- **Exercise description**
Copy out precisely the line that holds "current credit balance" and all the lines following it in the data, up to and including the last one, and no others.

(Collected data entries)
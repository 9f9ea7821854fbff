//! Adapters - Implementations of port interfaces.
//!
//! Adapters connect the domain to external systems:
//! - `postgres` - sqlx-backed repository implementations
//! - `http` - Axum routers, handlers, and DTOs

pub mod http;
pub mod postgres;

pub use http::{billing_router, BillingAppState};
pub use postgres::{PostgresCreditLedger, PostgresEventMarkerRepository, PostgresOrderRepository};
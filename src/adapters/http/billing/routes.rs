//! Axum router configuration for billing endpoints.
//!
//! This module defines the route structure for billing-related API
//! endpoints and wires them to their corresponding handlers.

use axum::{
    routing::{get, post},
    Router,
};

use super::handlers::{
    create_order, get_balance, handle_provider_webhook, verify_payment, BillingAppState,
};

/// Create the client-facing billing router.
///
/// # Routes
///
/// ## User Endpoints (require authentication)
/// - `POST /payments/orders` - Record a purchase order
/// - `POST /payments/verify` - Verify a client payment confirmation
/// - `GET /credits` - Get current credit balance
pub fn billing_routes() -> Router<BillingAppState> {
    Router::new()
        .route("/payments/orders", post(create_order))
        .route("/payments/verify", post(verify_payment))
        .route("/credits", get(get_balance))
}

/// Create the provider webhook router.
///
/// Separate from the client routes because webhooks carry no user
/// session; they are authenticated by signature alone.
///
/// # Routes
/// - `POST /razorpay` - Handle provider webhooks
pub fn webhook_routes() -> Router<BillingAppState> {
    Router::new().route("/razorpay", post(handle_provider_webhook))
}

/// Create the complete billing module router.
///
/// Combines client routes and webhook routes into a single router
/// suitable for mounting at `/api`.
pub fn billing_router() -> Router<BillingAppState> {
    Router::new()
        .merge(billing_routes())
        .nest("/webhooks", webhook_routes())
}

- **Your solution**
/// - `GET /credits` - Get current credit balance
pub fn billing_routes() -> Router<BillingAppState> {
    Router::new()
        .route("/payments/orders", post(create_order))
        .route("/payments/verify", post(verify_payment))
        .route("/credits", get(get_balance))
}

/// Create the provider webhook router.
///
/// Separate from the client routes because webhooks carry no user
/// session; they are authenticated by signature alone.
///
/// # Routes
/// - `POST /razorpay` - Handle provider webhooks
pub fn webhook_routes() -> Router<BillingAppState> {
    Router::new().route("/razorpay", post(handle_provider_webhook))
}

/// Create the complete billing module router.
///
/// Combines client routes and webhook routes into a single router
/// suitable for mounting at `/api`.
pub fn billing_router() -> Router<BillingAppState> {
    Router::new()
        .merge(billing_routes())
        .nest("/webhooks", webhook_routes())
}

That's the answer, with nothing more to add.